Set down, please, exactly the lines below that run from the line with "let done = h.engine.get_run(run.id.as_str()).unwrap();" to the line with "async fn failed_condition_skips_stage_and_unblocks_downstream()", both lines included.
▶
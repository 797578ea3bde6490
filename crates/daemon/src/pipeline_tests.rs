// SPDX-License-Identifier: BUSL-1.1
// Copyright (c) 2026 Alfred Jean LLC

use super::*;
use hq_adapters::{FakeRuntime, RuntimeManager};
use hq_core::{AgentRole, SystemClock};
use hq_storage::FileStore;

struct Harness {
    engine: PipelineEngine<SystemClock>,
    store: Arc<dyn Store>,
}

fn harness() -> Harness {
    let store: Arc<dyn Store> = Arc::new(FileStore::in_memory());
    let bus = EventBus::new();
    let runtimes = Arc::new(RuntimeManager::with_adapters(
        vec![Arc::new(FakeRuntime::new("local"))],
        Some("local".to_string()),
    ));
    let orchestrator =
        crate::orchestrator::spawn(Arc::clone(&store), runtimes, bus.clone(), SystemClock);
    let engine = PipelineEngine::new(Arc::clone(&store), bus, orchestrator, SystemClock);
    Harness { engine, store }
}

fn stage(id: &str, deps: &[&str]) -> Stage {
    Stage {
        id: id.to_string(),
        name: id.to_string(),
        stage_type: StageType::Sequential,
        agent_role: AgentRole::Coder,
        task_description: format!("run {id}"),
        depends_on: deps.iter().map(|d| d.to_string()).collect(),
        condition: None,
        fan_out_count: None,
        timeout_secs: None,
    }
}

fn fan_out(id: &str, deps: &[&str], count: u32) -> Stage {
    let mut s = stage(id, deps);
    s.stage_type = StageType::FanOut;
    s.fan_out_count = Some(count);
    s
}

fn conditional(id: &str, deps: &[&str], condition: &str) -> Stage {
    let mut s = stage(id, deps);
    s.stage_type = StageType::Conditional;
    s.condition = Some(condition.to_string());
    s
}

/// Complete every live task of one stage and feed the results back.
async fn finish_stage(h: &Harness, run_id: &str, stage_id: &str, output: Option<&str>) {
    let tasks: Vec<Task> = h
        .store
        .tasks_for_run(run_id)
        .unwrap()
        .into_iter()
        .filter(|t| {
            t.stage_ref.as_ref().is_some_and(|r| r.stage_id == stage_id)
                && !t.status.is_terminal()
        })
        .collect();
    assert!(!tasks.is_empty(), "no live tasks for stage {stage_id}");
    for task in tasks {
        h.engine
            .orchestrator
            .complete_task(task.id.clone(), true, output.map(str::to_string))
            .await
            .unwrap();
        let reloaded = h.store.get_task(task.id.as_str()).unwrap().unwrap();
        h.engine.handle_task_finished(&reloaded).await.unwrap();
    }
}

#[tokio::test]
async fn invalid_pipeline_rejected() {
    let h = harness();
    let err = h
        .engine
        .create_pipeline("bad".to_string(), vec![stage("a", &["a"])])
        .unwrap_err();
    assert!(matches!(err, EngineError::Invalid(_)));
}

#[tokio::test]
async fn diamond_with_fan_out_completes_in_order() {
    let h = harness();
    // A → B, A → C (fan-out ×3), (B, C) → D
    let pipeline = h
        .engine
        .create_pipeline(
            "diamond".to_string(),
            vec![
                stage("a", &[]),
                stage("b", &["a"]),
                fan_out("c", &["a"], 3),
                stage("d", &["b", "c"]),
            ],
        )
        .unwrap();

    let run = h.engine.start_run(pipeline.id.as_str()).await.unwrap();
    // Only A materialises at start
    assert_eq!(h.store.tasks_for_run(run.id.as_str()).unwrap().len(), 1);

    finish_stage(&h, run.id.as_str(), "a", None).await;
    let run = h.engine.get_run(run.id.as_str()).unwrap();
    assert_eq!(run.stage_results["a"].status, StageStatus::Completed);
    assert_eq!(run.stage_results["b"].status, StageStatus::Running);
    assert_eq!(run.stage_results["c"].status, StageStatus::Running);
    // B + 3 fan-out siblings
    assert_eq!(h.store.tasks_for_run(run.id.as_str()).unwrap().len(), 5);

    // B done, C partially done: D must not start
    finish_stage(&h, run.id.as_str(), "b", None).await;
    let tasks = h.store.tasks_for_run(run.id.as_str()).unwrap();
    let c_tasks: Vec<_> = tasks
        .iter()
        .filter(|t| t.stage_ref.as_ref().is_some_and(|r| r.stage_id == "c"))
        .collect();
    assert_eq!(c_tasks.len(), 3);
    h.engine
        .orchestrator
        .complete_task(c_tasks[0].id.clone(), true, None)
        .await
        .unwrap();
    let reloaded = h.store.get_task(c_tasks[0].id.as_str()).unwrap().unwrap();
    h.engine.handle_task_finished(&reloaded).await.unwrap();

    let run_mid = h.engine.get_run(run.id.as_str()).unwrap();
    assert_eq!(run_mid.stage_results["c"].status, StageStatus::Running);
    assert_eq!(run_mid.stage_results["c"].branches_done, 1);
    assert_eq!(run_mid.stage_results["d"].status, StageStatus::Pending);

    // Finish the remaining siblings → C completes → D materialises
    for t in &c_tasks[1..] {
        h.engine.orchestrator.complete_task(t.id.clone(), true, None).await.unwrap();
        let reloaded = h.store.get_task(t.id.as_str()).unwrap().unwrap();
        h.engine.handle_task_finished(&reloaded).await.unwrap();
    }
    let run_after = h.engine.get_run(run.id.as_str()).unwrap();
    assert_eq!(run_after.stage_results["c"].status, StageStatus::Completed);
    assert_eq!(run_after.stage_results["d"].status, StageStatus::Running);

    finish_stage(&h, run.id.as_str(), "d", None).await;
    let done = h.engine.get_run(run.id.as_str()).unwrap();
    assert_eq!(done.status, RunStatus::Completed);
    assert!(done.completed_at.is_some());
}

#[tokio::test]
async fn failed_stage_fails_the_run() {
    let h = harness();
    let pipeline = h
        .engine
        .create_pipeline("p".to_string(), vec![stage("a", &[]), stage("b", &["a"])])
        .unwrap();
    let run = h.engine.start_run(pipeline.id.as_str()).await.unwrap();

    let task = &h.store.tasks_for_run(run.id.as_str()).unwrap()[0];
    h.engine.orchestrator.complete_task(task.id.clone(), false, None).await.unwrap();
    let reloaded = h.store.get_task(task.id.as_str()).unwrap().unwrap();
    h.engine.handle_task_finished(&reloaded).await.unwrap();

    let run = h.engine.get_run(run.id.as_str()).unwrap();
    assert_eq!(run.status, RunStatus::Failed);
    assert_eq!(run.stage_results["a"].status, StageStatus::Failed);
    // B never materialised
    assert_eq!(run.stage_results["b"].status, StageStatus::Pending);
    assert_eq!(h.store.tasks_for_run(run.id.as_str()).unwrap().len(), 1);
}

#[tokio::test]
async fn failed_condition_skips_stage_and_unblocks_downstream() {
    let h = harness();
    let pipeline = h
        .engine
        .create_pipeline(
            "p".to_string(),
            vec![
                stage("build", &[]),
                conditional("deploy", &["build"], "DEPLOY"),
                stage("report", &["deploy"]),
            ],
        )
        .unwrap();
    let run = h.engine.start_run(pipeline.id.as_str()).await.unwrap();

    finish_stage(&h, run.id.as_str(), "build", Some("build ok, no release")).await;

    let run = h.engine.get_run(run.id.as_str()).unwrap();
    assert_eq!(run.stage_results["deploy"].status, StageStatus::Skipped);
    // Skipped counts as satisfied: report materialised
    assert_eq!(run.stage_results["report"].status, StageStatus::Running);

    finish_stage(&h, run.id.as_str(), "report", None).await;
    assert_eq!(h.engine.get_run(run.id.as_str()).unwrap().status, RunStatus::Completed);
}

#[tokio::test]
async fn matching_condition_materialises_stage() {
    let h = harness();
    let pipeline = h
        .engine
        .create_pipeline(
            "p".to_string(),
            vec![stage("build", &[]), conditional("deploy", &["build"], "DEPLOY")],
        )
        .unwrap();
    let run = h.engine.start_run(pipeline.id.as_str()).await.unwrap();

    finish_stage(&h, run.id.as_str(), "build", Some("all green: DEPLOY")).await;
    let run = h.engine.get_run(run.id.as_str()).unwrap();
    assert_eq!(run.stage_results["deploy"].status, StageStatus::Running);
}

#[tokio::test]
async fn pause_suppresses_materialisation_until_resume() {
    let h = harness();
    let pipeline = h
        .engine
        .create_pipeline("p".to_string(), vec![stage("a", &[]), stage("b", &["a"])])
        .unwrap();
    let run = h.engine.start_run(pipeline.id.as_str()).await.unwrap();

    h.engine.pause(run.id.as_str()).unwrap();

    // In-flight A finishes while paused; B must not start
    finish_stage(&h, run.id.as_str(), "a", None).await;
    let paused = h.engine.get_run(run.id.as_str()).unwrap();
    assert_eq!(paused.status, RunStatus::Paused);
    assert_eq!(paused.stage_results["a"].status, StageStatus::Completed);
    assert_eq!(paused.stage_results["b"].status, StageStatus::Pending);

    h.engine.resume(run.id.as_str()).await.unwrap();
    let resumed = h.engine.get_run(run.id.as_str()).unwrap();
    assert_eq!(resumed.status, RunStatus::Running);
    assert_eq!(resumed.stage_results["b"].status, StageStatus::Running);
}

#[tokio::test]
async fn cancel_cancels_in_flight_tasks() {
    let h = harness();
    let pipeline =
        h.engine.create_pipeline("p".to_string(), vec![stage("a", &[])]).unwrap();
    let run = h.engine.start_run(pipeline.id.as_str()).await.unwrap();

    let cancelled = h.engine.cancel(run.id.as_str()).await.unwrap();
    assert_eq!(cancelled.status, RunStatus::Cancelled);

    let tasks = h.store.tasks_for_run(run.id.as_str()).unwrap();
    assert!(tasks.iter().all(|t| t.status == TaskStatus::Cancelled));

    // Cancel is idempotent
    let again = h.engine.cancel(run.id.as_str()).await.unwrap();
    assert_eq!(again.status, RunStatus::Cancelled);
}

#[tokio::test]
async fn bad_transitions_rejected() {
    let h = harness();
    let pipeline =
        h.engine.create_pipeline("p".to_string(), vec![stage("a", &[])]).unwrap();
    let run = h.engine.start_run(pipeline.id.as_str()).await.unwrap();

    assert!(matches!(
        h.engine.resume(run.id.as_str()).await.unwrap_err(),
        EngineError::BadTransition(RunStatus::Running, "resume")
    ));
    h.engine.pause(run.id.as_str()).unwrap();
    assert!(matches!(
        h.engine.pause(run.id.as_str()).unwrap_err(),
        EngineError::BadTransition(RunStatus::Paused, "pause")
    ));
}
◀
Answer box
    let done = h.engine.get_run(run.id.as_str()).unwrap();
    assert_eq!(done.status, RunStatus::Completed);
    assert!(done.completed_at.is_some());
}

#[tokio::test]
async fn failed_stage_fails_the_run() {
    let h = harness();
    let pipeline = h
        .engine
        .create_pipeline("p".to_string(), vec![stage("a", &[]), stage("b", &["a"])])
        .unwrap();
    let run = h.engine.start_run(pipeline.id.as_str()).await.unwrap();

    let task = &h.store.tasks_for_run(run.id.as_str()).unwrap()[0];
    h.engine.orchestrator.complete_task(task.id.clone(), false, None).await.unwrap();
    let reloaded = h.store.get_task(task.id.as_str()).unwrap().unwrap();
    h.engine.handle_task_finished(&reloaded).await.unwrap();

    let run = h.engine.get_run(run.id.as_str()).unwrap();
    assert_eq!(run.status, RunStatus::Failed);
    assert_eq!(run.stage_results["a"].status, StageStatus::Failed);
    // B never materialised
    assert_eq!(run.stage_results["b"].status, StageStatus::Pending);
    assert_eq!(h.store.tasks_for_run(run.id.as_str()).unwrap().len(), 1);
}

#[tokio::test]
async fn failed_condition_skips_stage_and_unblocks_downstream() {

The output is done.